Analisis Perbandingan Kompresi Suara Menggunakan Principal Component Analysis dan Transformasi Wavelet
Author(s) -
Karisma Karisma
Publication year - 2021
Publication title -
mathunesa: jurnal ilmiah matematika/mathunesa
Language(s) - English
Resource type - Journals
eISSN - 2716-506X
pISSN - 2301-9115
DOI - 10.26740/mathunesa.v9n1.p1-8
Subject(s) - wavelet , principal component analysis , data compression , pattern recognition (psychology) , mean squared error , computer science , artificial intelligence , mathematics , wavelet transform , transformation (genetics) , algorithm , speech recognition , statistics , biochemistry , chemistry , gene
One of the requirements faced as a result of information technology development is memory and transmission efficiency. This requirement can be overcome with data compression. Compression is a method to obtain compact data with a smaller size but still maintaining similarity to the original data. Principal Component Analysis (PCA) is an algorithm in machine learning that is used to reduce dimensions. Dimensional reduction is a process of transforming high-dimensional data into new subspaces with lower dimensions. The goal is to use some principal components to represents the original data. Wavelet transformation represents a signal into a set of basic functions through filter analysis. Wavelets concentrate information into coefficients of approximation and coefficients of detail. Wavelet transform produces a lot of zero or close to zero coefficients that can be neglected so it can reduce storage space. In this research, we will propose the implementation of PCA and Wavelet for digital audio compression. The audio was performed with the .wav format. The compressed audio will be evaluated based on Peak Signal to Noise Ratio (PSNR) and Mean Square Error (MSE).

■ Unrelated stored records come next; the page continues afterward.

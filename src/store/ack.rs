//! Single-use acknowledgment tokens
//!
//! A confirmation gate mints a token when an action needs explicit user
//! approval. The client sends it back with the next request; the HTTP layer
//! redeems it here before building the pipeline context.

use std::collections::HashMap;
use std::time::{Duration, Instant};
use tokio::sync::Mutex;
use tracing::debug;
use uuid::Uuid;

/// Outcome of presenting a token
#[derive(Debug, Clone, PartialEq, Eq)]
pub enum AckRedemption {
    /// Token accepted and consumed; carries the action it confirms
    Valid { action: String },
    Unknown,
    Expired,
    /// Token belongs to a different user; it stays redeemable by its owner
    WrongUser,
}

impl AckRedemption {
    pub fn is_valid(&self) -> bool {
        matches!(self, AckRedemption::Valid { .. })
    }

    pub fn action(&self) -> Option<&str> {
        match self {
            AckRedemption::Valid { action } => Some(action),
            _ => None,
        }
    }
}

#[derive(Debug, Clone)]
struct PendingAck {
    user_id: String,
    action: String,
    issued_at: Instant,
}

/// In-memory ledger of outstanding acknowledgment tokens
pub struct AckLedger {
    pending: Mutex<HashMap<String, PendingAck>>,
    ttl: Duration,
}

impl AckLedger {
    pub fn new(ttl: Duration) -> Self {
        Self {
            pending: Mutex::new(HashMap::new()),
            ttl,
        }
    }

    pub fn ttl(&self) -> Duration {
        self.ttl
    }

    /// Mint a token confirming `action` for `user_id`
    pub async fn issue(&self, user_id: &str, action: &str) -> String {
        let token = format!("ack_{}", Uuid::new_v4().simple());
        let mut pending = self.pending.lock().await;
        let ttl = self.ttl;
        pending.retain(|_, ack| ack.issued_at.elapsed() < ttl);
        pending.insert(
            token.clone(),
            PendingAck {
                user_id: user_id.to_string(),
                action: action.to_string(),
                issued_at: Instant::now(),
            },
        );
        debug!(user_id = %user_id, action = %action, "Issued acknowledgment token");
        token
    }

    /// Consume a token presented by `user_id`
    pub async fn redeem(&self, token: &str, user_id: &str) -> AckRedemption {
        let mut pending = self.pending.lock().await;
        let Some(ack) = pending.get(token) else {
            return AckRedemption::Unknown;
        };

        if ack.user_id != user_id {
            return AckRedemption::WrongUser;
        }
        if ack.issued_at.elapsed() >= self.ttl {
            pending.remove(token);
            return AckRedemption::Expired;
        }

        match pending.remove(token) {
            Some(ack) => AckRedemption::Valid { action: ack.action },
            None => AckRedemption::Unknown,
        }
    }

    pub async fn outstanding(&self) -> usize {
        self.pending.lock().await.len()
    }
}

The mean PSNR obtained when using a wavelet is 47.61601 dB with an average MSE of 3.76 x 10-5. Meanwhile, when using PCA, the PSNR average was 57.3962772 dB and the average MSE obtained was 4.59 x 10-5. Four out of five compressed audio had a larger PSNR and smaller MSE when using PCA. Thus, the Principal Component Analysis algorithm can be better used for audio compression than the level 1 of Symlet Wavelet Transformation.